## PROBLEM
Would you retype the records below exactly as they appear?

[Collected data]
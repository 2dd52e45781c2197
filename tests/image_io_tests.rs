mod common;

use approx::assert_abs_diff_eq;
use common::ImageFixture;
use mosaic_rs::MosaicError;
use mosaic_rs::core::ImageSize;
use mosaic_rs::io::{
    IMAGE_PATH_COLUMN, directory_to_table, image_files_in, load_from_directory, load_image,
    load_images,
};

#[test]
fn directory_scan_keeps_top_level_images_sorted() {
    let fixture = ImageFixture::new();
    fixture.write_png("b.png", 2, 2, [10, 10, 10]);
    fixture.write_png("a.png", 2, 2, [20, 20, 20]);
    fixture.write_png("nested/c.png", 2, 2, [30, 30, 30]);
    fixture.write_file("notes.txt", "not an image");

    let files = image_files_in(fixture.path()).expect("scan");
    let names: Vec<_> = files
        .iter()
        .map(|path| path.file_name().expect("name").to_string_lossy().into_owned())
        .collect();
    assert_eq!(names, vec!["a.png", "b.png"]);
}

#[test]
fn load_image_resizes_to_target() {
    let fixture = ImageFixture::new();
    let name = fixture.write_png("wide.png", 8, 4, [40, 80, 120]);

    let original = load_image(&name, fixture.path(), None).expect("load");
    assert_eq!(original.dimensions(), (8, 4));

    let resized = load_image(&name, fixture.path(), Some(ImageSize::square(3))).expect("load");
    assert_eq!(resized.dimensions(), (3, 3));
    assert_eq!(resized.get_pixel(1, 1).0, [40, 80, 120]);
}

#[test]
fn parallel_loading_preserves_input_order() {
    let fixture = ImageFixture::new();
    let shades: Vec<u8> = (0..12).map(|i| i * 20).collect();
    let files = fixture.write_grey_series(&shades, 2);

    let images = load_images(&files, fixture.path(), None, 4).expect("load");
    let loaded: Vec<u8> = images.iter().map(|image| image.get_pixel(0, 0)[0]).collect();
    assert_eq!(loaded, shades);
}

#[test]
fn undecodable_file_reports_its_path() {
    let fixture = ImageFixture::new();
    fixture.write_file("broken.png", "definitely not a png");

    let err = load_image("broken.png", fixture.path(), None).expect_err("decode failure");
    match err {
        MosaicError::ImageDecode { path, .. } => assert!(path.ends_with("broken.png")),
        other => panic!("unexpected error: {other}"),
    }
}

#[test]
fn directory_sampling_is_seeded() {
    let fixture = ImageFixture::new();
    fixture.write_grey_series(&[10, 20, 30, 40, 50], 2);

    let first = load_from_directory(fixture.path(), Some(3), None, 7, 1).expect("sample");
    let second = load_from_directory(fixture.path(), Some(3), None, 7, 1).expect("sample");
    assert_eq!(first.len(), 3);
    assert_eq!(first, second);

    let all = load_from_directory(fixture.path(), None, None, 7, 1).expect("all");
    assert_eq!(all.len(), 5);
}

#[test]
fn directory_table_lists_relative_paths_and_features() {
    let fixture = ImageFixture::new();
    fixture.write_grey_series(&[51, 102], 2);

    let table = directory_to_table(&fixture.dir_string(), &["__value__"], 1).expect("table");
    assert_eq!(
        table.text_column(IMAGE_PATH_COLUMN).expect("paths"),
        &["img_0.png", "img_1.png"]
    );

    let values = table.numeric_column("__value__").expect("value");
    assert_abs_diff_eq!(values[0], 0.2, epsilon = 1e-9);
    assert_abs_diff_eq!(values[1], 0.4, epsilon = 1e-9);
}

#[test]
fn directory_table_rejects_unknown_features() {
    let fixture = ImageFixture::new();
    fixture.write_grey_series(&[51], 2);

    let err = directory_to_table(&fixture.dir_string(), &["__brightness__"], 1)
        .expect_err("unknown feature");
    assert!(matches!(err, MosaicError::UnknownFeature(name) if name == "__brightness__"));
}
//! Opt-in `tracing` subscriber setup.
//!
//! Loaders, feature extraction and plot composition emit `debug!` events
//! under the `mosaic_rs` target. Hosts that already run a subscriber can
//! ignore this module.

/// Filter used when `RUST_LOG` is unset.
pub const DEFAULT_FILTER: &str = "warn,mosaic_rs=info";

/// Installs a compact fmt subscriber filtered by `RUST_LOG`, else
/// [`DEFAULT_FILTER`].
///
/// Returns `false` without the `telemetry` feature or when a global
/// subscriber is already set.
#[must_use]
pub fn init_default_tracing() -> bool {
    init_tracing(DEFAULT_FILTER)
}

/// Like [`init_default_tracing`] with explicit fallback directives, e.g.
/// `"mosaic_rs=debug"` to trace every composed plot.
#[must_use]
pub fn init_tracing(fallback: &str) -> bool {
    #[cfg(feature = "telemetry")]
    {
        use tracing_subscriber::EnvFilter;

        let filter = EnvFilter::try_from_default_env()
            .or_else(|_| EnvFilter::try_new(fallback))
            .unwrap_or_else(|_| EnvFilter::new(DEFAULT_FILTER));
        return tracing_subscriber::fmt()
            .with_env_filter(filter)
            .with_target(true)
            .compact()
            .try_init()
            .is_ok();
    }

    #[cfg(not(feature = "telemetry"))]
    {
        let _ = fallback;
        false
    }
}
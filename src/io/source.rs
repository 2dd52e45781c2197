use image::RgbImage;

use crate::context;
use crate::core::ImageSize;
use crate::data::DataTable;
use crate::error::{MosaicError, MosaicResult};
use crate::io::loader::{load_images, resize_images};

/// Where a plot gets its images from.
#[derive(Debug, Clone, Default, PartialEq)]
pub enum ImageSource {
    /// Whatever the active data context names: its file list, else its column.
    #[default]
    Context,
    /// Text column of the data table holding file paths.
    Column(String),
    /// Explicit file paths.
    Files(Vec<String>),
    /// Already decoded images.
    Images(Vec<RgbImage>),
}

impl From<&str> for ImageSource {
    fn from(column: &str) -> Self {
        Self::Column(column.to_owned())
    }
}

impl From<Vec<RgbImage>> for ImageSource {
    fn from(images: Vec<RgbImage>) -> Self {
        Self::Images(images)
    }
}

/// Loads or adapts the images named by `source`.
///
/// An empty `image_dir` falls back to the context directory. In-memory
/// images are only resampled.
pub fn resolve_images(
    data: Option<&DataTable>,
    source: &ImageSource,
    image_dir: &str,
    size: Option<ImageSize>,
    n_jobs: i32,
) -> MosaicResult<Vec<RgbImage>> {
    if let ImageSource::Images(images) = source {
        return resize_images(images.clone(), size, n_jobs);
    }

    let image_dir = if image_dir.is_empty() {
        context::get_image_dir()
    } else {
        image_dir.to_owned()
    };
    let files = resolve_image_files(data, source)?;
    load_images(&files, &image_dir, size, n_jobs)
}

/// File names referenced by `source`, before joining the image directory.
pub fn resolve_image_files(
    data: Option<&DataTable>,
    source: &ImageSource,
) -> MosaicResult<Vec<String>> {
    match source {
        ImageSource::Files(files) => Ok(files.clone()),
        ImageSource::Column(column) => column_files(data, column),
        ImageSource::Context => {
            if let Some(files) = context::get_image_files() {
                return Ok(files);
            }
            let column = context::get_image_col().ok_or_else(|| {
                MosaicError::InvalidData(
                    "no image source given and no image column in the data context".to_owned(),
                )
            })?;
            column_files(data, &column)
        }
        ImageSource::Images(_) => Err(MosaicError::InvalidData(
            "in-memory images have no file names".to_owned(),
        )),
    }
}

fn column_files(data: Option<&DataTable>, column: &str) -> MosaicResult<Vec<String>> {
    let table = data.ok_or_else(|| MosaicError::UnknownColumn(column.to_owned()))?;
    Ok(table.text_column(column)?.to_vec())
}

## OUTPUT FOR THIS EXERCISE
repository 2dd52e45781c2197
filename tests/image_io_tests.rs
mod common;

use approx::assert_abs_diff_eq;
use common::ImageFixture;
use mosaic_rs::MosaicError;
use mosaic_rs::core::ImageSize;
use mosaic_rs::io::{
    IMAGE_PATH_COLUMN, directory_to_table, image_files_in, load_from_directory, load_image,
    load_images,
};

#[test]
fn directory_scan_keeps_top_level_images_sorted() {
    let fixture = ImageFixture::new();
    fixture.write_png("b.png", 2, 2, [10, 10, 10]);
    fixture.write_png("a.png", 2, 2, [20, 20, 20]);
    fixture.write_png("nested/c.png", 2, 2, [30, 30, 30]);
    fixture.write_file("notes.txt", "not an image");

    let files = image_files_in(fixture.path()).expect("scan");
    let names: Vec<_> = files
        .iter()
        .map(|path| path.file_name().expect("name").to_string_lossy().into_owned())
        .collect();
    assert_eq!(names, vec!["a.png", "b.png"]);
}

#[test]
fn load_image_resizes_to_target() {
    let fixture = ImageFixture::new();
    let name = fixture.write_png("wide.png", 8, 4, [40, 80, 120]);

    let original = load_image(&name, fixture.path(), None).expect("load");
    assert_eq!(original.dimensions(), (8, 4));

    let resized = load_image(&name, fixture.path(), Some(ImageSize::square(3))).expect("load");
    assert_eq!(resized.dimensions(), (3, 3));
    assert_eq!(resized.get_pixel(1, 1).0, [40, 80, 120]);
}

#[test]
fn parallel_loading_preserves_input_order() {
    let fixture = ImageFixture::new();
    let shades: Vec<u8> = (0..12).map(|i| i * 20).collect();
    let files = fixture.write_grey_series(&shades, 2);

    let images = load_images(&files, fixture.path(), None, 4).expect("load");
    let loaded: Vec<u8> = images.iter().map(|image| image.get_pixel(0, 0)[0]).collect();
    assert_eq!(loaded, shades);
}

#[test]
fn undecodable_file_reports_its_path() {
    let fixture = ImageFixture::new();
    fixture.write_file("broken.png", "definitely not a png");

    let err = load_image("broken.png", fixture.path(), None).expect_err("decode failure");
    match err {
        MosaicError::ImageDecode { path, .. } => assert!(path.ends_with("broken.png")),
        other => panic!("unexpected error: {other}"),
    }
}

#[test]
fn directory_sampling_is_seeded() {
    let fixture = ImageFixture::new();
    fixture.write_grey_series(&[10, 20, 30, 40, 50], 2);

    let first = load_from_directory(fixture.path(), Some(3), None, 7, 1).expect("sample");
    let second = load_from_directory(fixture.path(), Some(3), None, 7, 1).expect("sample");
    assert_eq!(first.len(), 3);
    assert_eq!(first, second);

    let all = load_from_directory(fixture.path(), None, None, 7, 1).expect("all");
    assert_eq!(all.len(), 5);
}

#[test]
fn directory_table_lists_relative_paths_and_features() {
    let fixture = ImageFixture::new();
    fixture.write_grey_series(&[51, 102], 2);

    let table = directory_to_table(&fixture.dir_string(), &["__value__"], 1).expect("table");
    assert_eq!(
        table.text_column(IMAGE_PATH_COLUMN).expect("paths"),
        &["img_0.png", "img_1.png"]
    );

    let values = table.numeric_column("__value__").expect("value");
    assert_abs_diff_eq!(values[0], 0.2, epsilon = 1e-9);
    assert_abs_diff_eq!(values[1], 0.4, epsilon = 1e-9);
}

#[test]
fn directory_table_rejects_unknown_features() {
    let fixture = ImageFixture::new();
    fixture.write_grey_series(&[51], 2);

    let err = directory_to_table(&fixture.dir_string(), &["__brightness__"], 1)
        .expect_err("unknown feature");
    assert!(matches!(err, MosaicError::UnknownFeature(name) if name == "__brightness__"));
}
//! Opt-in `tracing` subscriber setup.
//!
//! Loaders, feature extraction and plot composition emit `debug!` events
//! under the `mosaic_rs` target. Hosts that already run a subscriber can
//! ignore this module.

/// Filter used when `RUST_LOG` is unset.
pub const DEFAULT_FILTER: &str = "warn,mosaic_rs=info";

/// Installs a compact fmt subscriber filtered by `RUST_LOG`, else
/// [`DEFAULT_FILTER`].
///
/// Returns `false` without the `telemetry` feature or when a global
/// subscriber is already set.
#[must_use]
pub fn init_default_tracing() -> bool {
    init_tracing(DEFAULT_FILTER)
}

/// Like [`init_default_tracing`] with explicit fallback directives, e.g.
/// `"mosaic_rs=debug"` to trace every composed plot.
#[must_use]
pub fn init_tracing(fallback: &str) -> bool {
    #[cfg(feature = "telemetry")]
    {
        use tracing_subscriber::EnvFilter;

        let filter = EnvFilter::try_from_default_env()
            .or_else(|_| EnvFilter::try_new(fallback))
            .unwrap_or_else(|_| EnvFilter::new(DEFAULT_FILTER));
        return tracing_subscriber::fmt()
            .with_env_filter(filter)
            .with_target(true)
            .compact()
            .try_init()
            .is_ok();
    }

    #[cfg(not(feature = "telemetry"))]
    {
        let _ = fallback;
        false
    }
}
filename src/io/source.rs
repository 2dd52e45781c2197
use image::RgbImage;

use crate::context;
use crate::core::ImageSize;
use crate::data::DataTable;
use crate::error::{MosaicError, MosaicResult};
use crate::io::loader::{load_images, resize_images};

/// Where a plot gets its images from.
#[derive(Debug, Clone, Default, PartialEq)]
pub enum ImageSource {
    /// Whatever the active data context names: its file list, else its column.
    #[default]
    Context,
    /// Text column of the data table holding file paths.
    Column(String),
    /// Explicit file paths.
    Files(Vec<String>),
    /// Already decoded images.
    Images(Vec<RgbImage>),
}

impl From<&str> for ImageSource {
    fn from(column: &str) -> Self {
        Self::Column(column.to_owned())
    }
}

impl From<Vec<RgbImage>> for ImageSource {
    fn from(images: Vec<RgbImage>) -> Self {
        Self::Images(images)
    }
}

/// Loads or adapts the images named by `source`.
///
/// An empty `image_dir` falls back to the context directory. In-memory
/// images are only resampled.
pub fn resolve_images(
    data: Option<&DataTable>,
    source: &ImageSource,
    image_dir: &str,
    size: Option<ImageSize>,
    n_jobs: i32,
) -> MosaicResult<Vec<RgbImage>> {
    if let ImageSource::Images(images) = source {
        return resize_images(images.clone(), size, n_jobs);
    }

    let image_dir = if image_dir.is_empty() {
        context::get_image_dir()
    } else {
        image_dir.to_owned()
    };
    let files = resolve_image_files(data, source)?;
    load_images(&files, &image_dir, size, n_jobs)
}

/// File names referenced by `source`, before joining the image directory.
pub fn resolve_image_files(
    data: Option<&DataTable>,
    source: &ImageSource,
) -> MosaicResult<Vec<String>> {
    match source {
        ImageSource::Files(files) => Ok(files.clone()),
        ImageSource::Column(column) => column_files(data, column),
        ImageSource::Context => {
            if let Some(files) = context::get_image_files() {
                return Ok(files);
            }
            let column = context::get_image_col().ok_or_else(|| {
                MosaicError::InvalidData(
                    "no image source given and no image column in the data context".to_owned(),
                )
            })?;
            column_files(data, &column)
        }
        ImageSource::Images(_) => Err(MosaicError::InvalidData(
            "in-memory images have no file names".to_owned(),
        )),
    }
}

fn column_files(data: Option<&DataTable>, column: &str) -> MosaicResult<Vec<String>> {
    let table = data.ok_or_else(|| MosaicError::UnknownColumn(column.to_owned()))?;
    Ok(table.text_column(column)?.to_vec())
}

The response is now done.